— Directions —
Go through the records and copy each line where the word "content" occurs.

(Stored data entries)
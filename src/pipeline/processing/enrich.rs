//! Address enrichment for the website source.
//!
//! Folds the locality sub-fields of each row into a single `address` column
//! and writes the result to the file the loader prefers for that source.

use serde::Serialize;
use std::path::Path;
use tracing::{info, instrument, warn};

use crate::config::Config;
use crate::constants;
use crate::error::Result;
use crate::observability::metrics;
use crate::pipeline::ingestion::read_table;
use crate::pipeline::storage::write_table_atomically;
use crate::types::Source;

#[derive(Debug, Clone, PartialEq, Eq, Serialize)]
pub struct EnrichSummary {
    pub rows_written: usize,
    pub malformed_rows: usize,
    /// Configured sub-fields that were actually present in the header
    pub sub_fields_found: Vec<String>,
}

pub struct AddressEnricher {
    sub_fields: Vec<String>,
    delimiter: u8,
    /// Escape of the raw input; the written file is plain RFC 4180
    escape: Option<u8>,
}

impl AddressEnricher {
    pub fn new(sub_fields: Vec<String>, delimiter: u8, escape: Option<u8>) -> Self {
        Self {
            sub_fields,
            delimiter,
            escape,
        }
    }

    /// Enricher for the website source as configured
    pub fn from_config(config: &Config) -> Result<Self> {
        let schema = config.schema(Source::Website);
        Ok(Self::new(
            config.enrich.sub_fields.clone(),
            schema.delimiter_byte()?,
            schema.escape_byte()?,
        ))
    }

    /// Read `input`, synthesize `address`, drop the sub-field columns and write `output`.
    ///
    /// Output uses the same delimiter as the input and reads back the same
    /// values the loader gets from the raw file. When none of the sub-fields
    /// exist, every row still gets an empty `address`.
    #[instrument(skip(self))]
    pub fn enrich_file(&self, input: &Path, output: &Path) -> Result<EnrichSummary> {
        let table = read_table(input, self.delimiter, self.escape)?;

        let found: Vec<(String, usize)> = self
            .sub_fields
            .iter()
            .filter_map(|field| table.column_index(field).map(|idx| (field.clone(), idx)))
            .collect();
        if found.is_empty() {
            warn!(
                "None of {:?} found in {}, address will be empty",
                self.sub_fields,
                input.display()
            );
        }

        // Columns carried over unchanged; a stale address column is replaced
        let kept: Vec<usize> = (0..table.headers.len())
            .filter(|idx| {
                !found.iter().any(|(_, f)| f == idx)
                    && table.headers[*idx] != constants::ADDRESS_COLUMN
            })
            .collect();

        let mut header: Vec<&str> = kept.iter().map(|&idx| table.headers[idx].as_str()).collect();
        header.push(constants::ADDRESS_COLUMN);

        let rows = table.rows.iter().map(|row| {
            let mut out: Vec<String> = kept.iter().map(|&idx| row[idx].clone()).collect();
            out.push(join_address(found.iter().map(|(_, idx)| row[*idx].as_str())));
            out
        });
        write_table_atomically(output, self.delimiter, &header, rows)?;

        let rows_written = table.rows.len();
        metrics::enrich::rows_written(rows_written);
        info!("File saved as {} ({} rows)", output.display(), rows_written);

        Ok(EnrichSummary {
            rows_written,
            malformed_rows: table.malformed_rows,
            sub_fields_found: found.into_iter().map(|(name, _)| name).collect(),
        })
    }
}

/// Join the non-empty parts with `", "`
pub fn join_address<'a, I>(parts: I) -> String
where
    I: IntoIterator<Item = &'a str>,
{
    parts
        .into_iter()
        .map(str::trim)
        .filter(|p| !p.is_empty())
        .collect::<Vec<_>>()
        .join(constants::ADDRESS_SEPARATOR)
}

/// Run the enricher over the configured website input and output files
pub fn enrich_website(config: &Config) -> Result<EnrichSummary> {
    let enricher = AddressEnricher::from_config(config)?;
    let input = config.data_dir.join(&config.enrich.input);
    let output = config.data_dir.join(&config.enrich.output);
    enricher.enrich_file(&input, &output)
}

#[cfg(test)]
mod tests {
    use super::*;
    use std::fs;
    use tempfile::tempdir;

    fn default_enricher() -> AddressEnricher {
        AddressEnricher::from_config(&Config::default()).unwrap()
    }

    #[test]
    fn test_join_address_skips_empty_parts() {
        assert_eq!(join_address(["Austin", "", "United States"]), "Austin, United States");
        assert_eq!(join_address([" ", ""]), "");
        assert_eq!(join_address(["Lyon"]), "Lyon");
    }

    #[test]
    fn test_enrich_combines_and_drops_sub_fields() {
        let dir = tempdir().unwrap();
        let input = dir.path().join("in.csv");
        let output = dir.path().join("out.csv");
        fs::write(
            &input,
            "name; main_city ;main_region;main_country;phone\nAcme;Austin;Texas;;15125550100\nBolt;;;France;33100\n",
        )
        .unwrap();

        let summary = default_enricher().enrich_file(&input, &output).unwrap();
        assert_eq!(summary.rows_written, 2);
        assert_eq!(summary.sub_fields_found, vec!["main_city", "main_region", "main_country"]);

        let content = fs::read_to_string(&output).unwrap();
        assert_eq!(
            content,
            "name;phone;address\nAcme;15125550100;Austin, Texas\nBolt;33100;France\n"
        );
    }

    #[test]
    fn test_enrich_without_sub_fields_writes_empty_address() {
        let dir = tempdir().unwrap();
        let input = dir.path().join("in.csv");
        let output = dir.path().join("out.csv");
        fs::write(&input, "name;phone\nAcme;1\n").unwrap();

        let summary = default_enricher().enrich_file(&input, &output).unwrap();
        assert!(summary.sub_fields_found.is_empty());
        assert_eq!(fs::read_to_string(&output).unwrap(), "name;phone;address\nAcme;1;\n");
    }

    #[test]
    fn test_enrich_replaces_existing_address_column() {
        let dir = tempdir().unwrap();
        let input = dir.path().join("in.csv");
        let output = dir.path().join("out.csv");
        fs::write(&input, "name;address;main_city\nAcme;stale;Austin\n").unwrap();

        default_enricher().enrich_file(&input, &output).unwrap();
        assert_eq!(fs::read_to_string(&output).unwrap(), "name;address\nAcme;Austin\n");
    }

    #[test]
    fn test_enrich_website_uses_data_dir() {
        let dir = tempdir().unwrap();
        fs::write(
            dir.path().join("website_dataset.csv"),
            "name;main_city\nAcme;Austin\n",
        )
        .unwrap();
        let config = Config {
            data_dir: dir.path().to_path_buf(),
            ..Default::default()
        };

        enrich_website(&config).unwrap();
        assert!(dir.path().join("website_dataset_with_address.csv").is_file());
    }

    #[test]
    fn test_enrich_reads_escaped_quotes_like_the_loader() {
        let dir = tempdir().unwrap();
        let input = dir.path().join("in.csv");
        let output = dir.path().join("out.csv");
        fs::write(&input, "name;main_city\n\"Joe\\\"s Bar\";Austin\n").unwrap();

        default_enricher().enrich_file(&input, &output).unwrap();
        assert_eq!(
            fs::read_to_string(&output).unwrap(),
            "name;address\n\"Joe\"\"s Bar\";Austin\n"
        );
    }
}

— Answer for this exercise —
        let content = fs::read_to_string(&output).unwrap();
            content,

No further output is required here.